JK: [A guitarrista] Sue Hanel. E ponto. Ela, junto a mim e Michael, foi uma arquiteta da sonoridade que durou até mesmo após sua partida.

MG: A Sue tinha uma sonoridade excelente, mas muitas vezes não se lembrava do que havia tocado na noite anterior. Era tudo meio aleatório. Ela era uma pessoa muito doce. [O guitarrista do Sonic Youth] Thurston Moore chegou a quebrar um galho tocando o segundo baixo algumas vezes.

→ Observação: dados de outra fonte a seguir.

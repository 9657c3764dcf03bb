//! # Two-phase connection bring-up.
//!
//! ```text
//! start(has_seed)
//!   ├─ connect ─────────── poll: read tls.cert (+ admin.macaroon) → dial
//!   │                       transient errors retried, anything else returned at once
//!   ├─ gate 1 ──────────── state stream leaves WAITING_TO_START   (remaining budget)
//!   ├─ has_seed? ───────── Readiness::Locked(unlocker clients)    ⟵ caller inits / unlocks
//!   └─ finish
//!        ├─ gate 2 ─────── new state stream reaches SERVER_ACTIVE (node_start budget)
//!        ├─ identity ───── poll GetInfo until the pubkey parses
//!        └─ probe ──────── poll: topology subscription is silent or delivers
//! ```
//!
//! Every step also races the node's cancellation token; shutting the node down during
//! bring-up returns [`BootstrapError::Cancelled`].

use std::future::Future;
use std::path::PathBuf;
use std::str::FromStr;
use std::sync::Arc;
use std::sync::atomic::{AtomicU32, Ordering};
use std::time::Duration;

use bitcoin::secp256k1::PublicKey;
use futures::StreamExt;
use tokio::time::Instant;
use tokio_util::sync::CancellationToken;

use super::gates;
use super::state::ConnectionState;
use crate::config::{NodeConfig, Timeouts};
use crate::error::{BootstrapError, Gate, RpcError};
use crate::events::{Bus, Event, EventKind};
use crate::rpc::{ClientSet, DialTarget, Dialer, Macaroon, UnlockerClients, read_macaroon, read_tls_cert};
use crate::wait::{Pacing, Poller};

/// Dial retries start at the poll interval and double up to this cap.
const DIAL_BACKOFF_CAP: Duration = Duration::from_millis(500);

/// Which macaroon a dial presents.
#[derive(Clone, Debug)]
pub enum Credential {
    /// No macaroon; only the unlocker services will answer.
    None,
    /// Read the admin macaroon file, waiting for it to appear.
    AdminFile,
    /// A macaroon handed back by a stateless init or password change.
    Explicit(Macaroon),
}

/// Where `start` stopped.
pub enum Readiness {
    /// The wallet needs to be initialised or unlocked first.
    Locked(UnlockerClients),
    Active(Ready),
}

/// A fully brought-up connection.
#[derive(Clone)]
pub struct Ready {
    pub clients: ClientSet,
    pub identity: PublicKey,
}

pub struct Bootstrapper {
    label: Arc<str>,
    rpc_addr: String,
    tls_cert_path: PathBuf,
    admin_macaroon_path: PathBuf,
    timeouts: Timeouts,
    dialer: Arc<dyn Dialer>,
    bus: Bus,
    token: CancellationToken,
}

impl Bootstrapper {
    pub fn new(cfg: &NodeConfig, label: Arc<str>, dialer: Arc<dyn Dialer>, bus: Bus, token: CancellationToken) -> Self {
        Self {
            label,
            rpc_addr: cfg.rpc_addr(),
            tls_cert_path: cfg.tls_cert_path(),
            admin_macaroon_path: cfg.admin_macaroon_path(),
            timeouts: cfg.timeouts.clone(),
            dialer,
            bus,
            token,
        }
    }

    /// Phase one, plus phase two when the wallet needs no unlock.
    ///
    /// Connect and the first gate share `budget`.
    pub async fn start(
        &self,
        has_seed: bool,
        budget: Duration,
        state: &mut ConnectionState,
    ) -> Result<Readiness, BootstrapError> {
        let began = Instant::now();
        let credential = if has_seed {
            Credential::None
        } else {
            Credential::AdminFile
        };

        let clients = self.connect(&credential, budget).await?;
        self.advance(state, ConnectionState::WaitingToStart);

        let remaining = budget.saturating_sub(began.elapsed());
        self.guarded(
            Gate::Started,
            gates::wait_until_started(clients.state.as_ref(), remaining),
        )
        .await?;

        if has_seed {
            self.advance(state, ConnectionState::Unlocking);
            return Ok(Readiness::Locked(clients.restricted()));
        }
        self.finish(clients).await.map(Readiness::Active)
    }

    /// Phase two: second gate, identity, topology probe.
    pub async fn finish(&self, clients: ClientSet) -> Result<Ready, BootstrapError> {
        self.guarded(
            Gate::ServerActive,
            gates::wait_until_server_active(clients.state.as_ref(), self.timeouts.node_start),
        )
        .await?;
        let identity = self.fetch_identity(&clients).await?;
        self.probe_topology(&clients).await?;
        Ok(Ready { clients, identity })
    }

    /// Dials until the endpoint accepts, retrying transient failures until `timeout`.
    pub async fn connect(&self, credential: &Credential, timeout: Duration) -> Result<ClientSet, BootstrapError> {
        let this = self;
        let attempts = AtomicU32::new(0);
        let attempts = &attempts;

        let op = move || async move {
            let n = attempts.fetch_add(1, Ordering::Relaxed) + 1;
            let result = this.dial_once(credential).await;
            match result {
                Ok(clients) => Ok(Ok(clients)),
                Err(err) if err.is_transient() => {
                    this.bus.publish(
                        Event::new(EventKind::ConnectRetry)
                            .with_node(this.label.clone())
                            .with_attempt(n)
                            .with_reason(err.to_string()),
                    );
                    Err(err)
                }
                Err(err) => Ok(Err(err)),
            }
        };

        let clients = self
            .guarded(Gate::Connect, async {
                self.dial_poller(timeout)
                    .no_error(op)
                    .await
                    .map_err(|t| BootstrapError::Timeout {
                        gate: Gate::Connect,
                        timeout,
                        last_error: t.into_last_error(),
                    })?
                    .map_err(|source| BootstrapError::Protocol {
                        gate: Gate::Connect,
                        source,
                    })
            })
            .await?;

        let kind = match credential {
            Credential::None => "restricted",
            _ => "full",
        };
        self.bus.publish(
            Event::new(EventKind::ClientsReady)
                .with_node(self.label.clone())
                .with_reason(kind),
        );
        Ok(clients)
    }

    async fn dial_once(&self, credential: &Credential) -> Result<ClientSet, RpcError> {
        let tls_cert = read_tls_cert(&self.tls_cert_path).await?;
        let macaroon = match credential {
            Credential::None => None,
            Credential::AdminFile => Some(read_macaroon(&self.admin_macaroon_path).await?),
            Credential::Explicit(mac) => Some(mac.clone()),
        };
        let target = DialTarget {
            addr: self.rpc_addr.clone(),
            tls_cert,
            macaroon,
            connect_timeout: self.timeouts.default,
            request_timeout: self.timeouts.default,
        };
        self.dialer.dial(&target).await
    }

    /// Polls GetInfo until it returns a parseable identity key.
    pub async fn fetch_identity(&self, clients: &ClientSet) -> Result<PublicKey, BootstrapError> {
        let lightning = clients.lightning.as_ref();
        let timeout = self.timeouts.default;
        let op = move || async move {
            let info = lightning.get_info().await?;
            PublicKey::from_str(&info.identity_pubkey).map_err(|e| {
                RpcError::Malformed(format!("identity pubkey {:?}: {e}", info.identity_pubkey))
            })
        };

        let identity = self
            .guarded(Gate::Identity, async {
                self.poller(timeout)
                    .no_error(op)
                    .await
                    .map_err(|t| BootstrapError::Timeout {
                        gate: Gate::Identity,
                        timeout,
                        last_error: t.into_last_error(),
                    })
            })
            .await?;

        self.bus.publish(
            Event::new(EventKind::IdentityResolved)
                .with_node(self.label.clone())
                .with_reason(identity.to_string()),
        );
        Ok(identity)
    }

    /// Confirms the topology subscription works: silence for `topology_probe` or a first
    /// update both count as healthy; a stream error or close is retried.
    pub async fn probe_topology(&self, clients: &ClientSet) -> Result<(), BootstrapError> {
        let lightning = clients.lightning.as_ref();
        let probe = self.timeouts.topology_probe;
        let timeout = self.timeouts.default;
        let op = move || async move {
            let mut stream = lightning.subscribe_channel_graph().await?;
            match tokio::time::timeout(probe, stream.next()).await {
                Err(_) | Ok(Some(Ok(_))) => Ok(()),
                Ok(Some(Err(err))) => Err(err),
                Ok(None) => Err(RpcError::StreamClosed),
            }
        };

        self.guarded(Gate::TopologyProbe, async {
            self.poller(timeout)
                .no_error(op)
                .await
                .map_err(|t| BootstrapError::Timeout {
                    gate: Gate::TopologyProbe,
                    timeout,
                    last_error: t.into_last_error(),
                })
        })
        .await
    }

    /// Advances `state`, publishing `StateChanged` when it moves.
    pub fn advance(&self, state: &mut ConnectionState, next: ConnectionState) {
        if state.advance(next) {
            self.bus.publish(
                Event::new(EventKind::StateChanged)
                    .with_node(self.label.clone())
                    .with_state(next.as_str()),
            );
        }
    }

    fn poller(&self, timeout: Duration) -> Poller {
        Poller::new(self.timeouts.poll_interval, timeout)
    }

    fn dial_poller(&self, timeout: Duration) -> Poller {
        let first = self.timeouts.poll_interval;
        let pacing = Pacing {
            first,
            max: DIAL_BACKOFF_CAP.max(first),
            factor: 2.0,
        };
        Poller::with_pacing(pacing, timeout)
    }

    async fn guarded<T, F>(&self, gate: Gate, fut: F) -> Result<T, BootstrapError>
    where
        F: Future<Output = Result<T, BootstrapError>>,
    {
        tokio::select! {
            biased;
            _ = self.token.cancelled() => Err(BootstrapError::Cancelled { gate }),
            res = fut => res,
        }
    }
}
//! Node numbering.

use std::fmt;
use std::sync::atomic::{AtomicU64, Ordering};

/// Identifier of one managed node, unique within its [`NodeIds`] sequence.
#[derive(Clone, Copy, Debug, PartialEq, Eq, PartialOrd, Ord, Hash)]
pub struct NodeId(u64);

impl NodeId {
    pub const fn new(id: u64) -> Self {
        Self(id)
    }

    pub fn get(&self) -> u64 {
        self.0
    }
}

impl fmt::Display for NodeId {
    fn fmt(&self, f: &mut fmt::Formatter<'_>) -> fmt::Result {
        self.0.fmt(f)
    }
}

/// Sequence handing out [`NodeId`]s, owned by whoever creates the nodes.
#[derive(Debug, Default)]
pub struct NodeIds {
    next: AtomicU64,
}

impl NodeIds {
    pub fn new() -> Self {
        Self::default()
    }

    /// Starts numbering at `first`.
    pub fn starting_at(first: u64) -> Self {
        Self {
            next: AtomicU64::new(first),
        }
    }

    pub fn next(&self) -> NodeId {
        NodeId(self.next.fetch_add(1, Ordering::Relaxed))
    }
}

Como o blues influenciou a música de vocês?
JK: Para mim, tudo remonta ao blues. A música “Evil”, do Howlin’ Wolf, foi uma grande inspiração. Eu também costumava ouvir muita música percussiva do Oeste Africano e música de transe do Norte da África. Além de minimalismo e música de vanguarda. Me recusava a tocar o rock comum com contratempos, então tocava a meio-tempo. O Michael aparecia com esses acordes pulsantes de baixo maravilhosos. Basicamente impus uma batida lenta de blues a eles. Dei ao Swans seu ritmo arrastado característico, era brutal mas tinha um suingue próprio, assim como tudo que toco.

MG: Jonathan me mostrou o Howlin’ Wolf e achei aqueles grooves maravilhosos. O Howlin’ Wolf meio que continua sendo uma espécie de parceiro psíquico até hoje. Além disso, eu também era influenciado pela no wave no sentido de que não importava se eu sabia tocar “músicas”. Nada do Swans foi imaginado a partir de um ponto de vista intelectual ou estético. O que importava era fazer algo acontecer.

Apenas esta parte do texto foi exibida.